Eğer tahammülsüzlük gerçekten bu
çağın özelliği olduysa, The Economist bir başka gürültü kirliliği
kaynağı üzerine bazı sınırlamalar konulmasını teklif etmektedir: Çocuklar. Bunu
bir peşin hüküm diye görmezden gelmemeniz için, iyi bir ekonomik argüman dahi ortaya
koyabiliriz. Sigara içme, araba sürme ve mobil telefonlar ekonomistlerin “negatif
dışsallıklar” adını verdiği şeylere sebep olurlar. Yani, bu faaliyetlerin diğer
insanlara maliyeti, bunları yapanlara olan maliyetini aşmaya meyleder. Bu durumda
piyasanın görünmez eli işlemez, kaynaklar israf olur. Bir sürücünün özel sürüş
maliyetleri, onun diğer insanlara hava kirliliği ve trafik tıkanıklığı şeklinde
yüklediği maliyetleri tam olarak yansıtmadığından, sürücüler otomobilleri sosyal
bakımdan arzuya şayan olandan daha fazla kullanırlar. Aynı şekilde, sigara içenler
de, zehirli dumanlarının etraftaki insanlara zarar vermemesi konusunda pek hassasiyet
göstermezler.
Hükümetler bu tür piyasa
başarısızlıklarına iki şekilde çözüm ararlar. İlki daha yüksek vergilerdir,
bunun amacı antisosyal davranışlarının maliyetini sigara içenlere ödetmektir.

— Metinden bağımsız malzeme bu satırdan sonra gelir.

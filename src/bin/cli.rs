//! lsmkv CLI
//!
//! Command-line interface operating directly on an lsmkv data directory.

use std::process;

use clap::{Parser, Subcommand};
use lsmkv::{Config, Engine, Record, WalSyncStrategy};
use tracing_subscriber::{fmt, EnvFilter};

/// lsmkv CLI
#[derive(Parser, Debug)]
#[command(name = "lsmkv-cli")]
#[command(about = "CLI for the lsmkv storage engine")]
#[command(version)]
struct Args {
    /// Data directory
    #[arg(short, long, default_value = "./lsmkv_data")]
    data_dir: String,

    /// MemTable size limit in KB before flush
    #[arg(short = 'm', long, default_value = "1000")]
    memtable_kb: usize,

    /// fsync the WAL every N writes instead of every write
    #[arg(long)]
    sync_every: Option<usize>,

    #[command(subcommand)]
    command: Commands,
}

#[derive(Subcommand, Debug)]
enum Commands {
    /// Get a value by key
    Get {
        /// The key to get
        key: String,
    },

    /// Set a key-value pair
    Set {
        /// The key to set
        key: String,

        /// The value to set
        value: String,
    },

    /// Delete a key
    Del {
        /// The key to delete
        key: String,
    },

    /// List keys, optionally under a prefix
    Keys {
        /// Only keys starting with this prefix
        #[arg(short, long, default_value = "")]
        prefix: String,

        /// Start at this key (inclusive)
        #[arg(short, long)]
        cursor: Option<String>,

        /// Page size
        #[arg(short = 'n', long, default_value = "20")]
        count: usize,
    },

    /// Records with key >= KEY, ascending
    Ff {
        key: String,
        #[arg(short = 'n', long, default_value = "20")]
        count: usize,
    },

    /// Records with key <= KEY, descending
    Fb {
        key: String,
        #[arg(short = 'n', long, default_value = "20")]
        count: usize,
    },

    /// Flush the MemTable to level 0
    Flush,

    /// Compact a level into the next one
    Compact {
        level: usize,
    },

    /// Show level fill ratios, fullest first
    Ratios,
}

fn main() {
    // Initialize tracing/logging
    let filter = EnvFilter::try_from_default_env()
        .unwrap_or_else(|_| EnvFilter::new("info,lsmkv=debug"));

    fmt()
        .with_env_filter(filter)
        .with_target(true)
        .with_thread_ids(true)
        .with_writer(std::io::stderr)
        .init();

    let args = Args::parse();

    let wal_sync_strategy = match args.sync_every {
        Some(count) => WalSyncStrategy::EveryNEntries { count },
        None => WalSyncStrategy::EveryWrite,
    };
    let config = Config::builder()
        .data_dir(&args.data_dir)
        .memtable_size_limit(args.memtable_kb * 1000)
        .wal_sync_strategy(wal_sync_strategy)
        .build();

    let engine = match Engine::open(config) {
        Ok(engine) => engine,
        Err(e) => {
            tracing::error!("Failed to open engine: {}", e);
            process::exit(1);
        }
    };

    if let Err(e) = run(&engine, args.command) {
        tracing::error!("{}", e);
        process::exit(1);
    }

    if let Err(e) = engine.close() {
        tracing::error!("Failed to close engine: {}", e);
        process::exit(1);
    }
}

fn run(engine: &Engine, command: Commands) -> lsmkv::Result<()> {
    match command {
        Commands::Get { key } => match engine.get_value(key.as_bytes())? {
            Some(value) => println!("{}", String::from_utf8_lossy(&value)),
            None => println!("(nil)"),
        },
        Commands::Set { key, value } => {
            engine.set(key, value)?;
            println!("OK");
        }
        Commands::Del { key } => {
            engine.remove(key)?;
            println!("OK");
        }
        Commands::Keys {
            prefix,
            cursor,
            count,
        } => {
            let page = engine.get_keys_cursor_prefix(
                prefix.as_bytes(),
                cursor.as_deref().map(str::as_bytes),
                count,
            )?;
            for key in &page.items {
                println!("{}", String::from_utf8_lossy(key));
            }
            print_next(page.next.as_deref());
        }
        Commands::Ff { key, count } => {
            let page = engine.get_ff(key.as_bytes(), count)?;
            print_records(&page.items);
            print_next(page.next.as_deref());
        }
        Commands::Fb { key, count } => {
            let page = engine.get_fb(key.as_bytes(), count)?;
            print_records(&page.items);
            print_next(page.next.as_deref());
        }
        Commands::Flush => {
            engine.flush_mem_table()?;
            println!("OK");
        }
        Commands::Compact { level } => {
            if engine.compact_level(level)? {
                println!("OK");
            } else {
                println!("level {} is empty", level);
            }
        }
        Commands::Ratios => {
            for (level, ratio) in engine.get_fill_ratios() {
                println!("level {}: {:.4}", level, ratio);
            }
        }
    }
    Ok(())
}

fn print_records(records: &[Record]) {
    for record in records {
        println!(
            "{} = {}",
            String::from_utf8_lossy(record.key()),
            String::from_utf8_lossy(record.value())
        );
    }
}

fn print_next(next: Option<&[u8]>) {
    if let Some(next) = next {
        println!("-- next: {}", String::from_utf8_lossy(next));
    }
}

İkincisi regülasyondur. Emisyon standartları koyma veya kamuya açık yerlerde sigara
içmenin yasaklanması gibi. Her iki yaklaşım da çocuklarla ilgili problemde işe
yarayabilir.Çocuklar da, aynen sigaralar ve mobil telefonlar gibi, etraflarındaki
kimselere bir negatif dışsallık yükler. Oniki saatlik bir yolculuğu, hemen önündeki
koltukta oturan ve avazı çıktığı kadar bağırmakta olan bir çocukla, yahut
arkasında oturan ve haince koltuğu tekmeleyen canı sıkılmış bir yeni yetmeyle
birlikte geçiren kişiler, bu çocukların boynunu sıkmak isteyecekleri kadar çabuk bir
şekilde, meseleyi kavrayacaklardır.
İşte burada piyasa
başarısızlığının tipik bir örneği sözkonusudur: Ebeveynler tam maliyeti
karşılamazlar (gerçekten bebekler bedava seyahat ederler), bundan dolayı gürültücü
çocuklarını yanlarına almaya isteklidirler. Tam da iyi bir şamarın gerektiği yerde
görünmez el nerede?
Çocuklardan Azade Bölgeler
Çözüm aşikar. Bütün
havayolları, trenler ve lokantalar çocuktan azade bölgeler düzenlemelidirler. Bütün
çocukları uçağın arkasına yerleştirirseniz ebeveynler çocukların gürül
tüsünü asgariye indirmek için daha fazla gayret sarfederler. Ve çocukların daha az
para ödemesi ve bebeklerin bedava seyahat etmesi yerine, onlara yetişkinlerden daha
yüksek fiyat uygulanmalı (veya vergi yüklenmeli) dır.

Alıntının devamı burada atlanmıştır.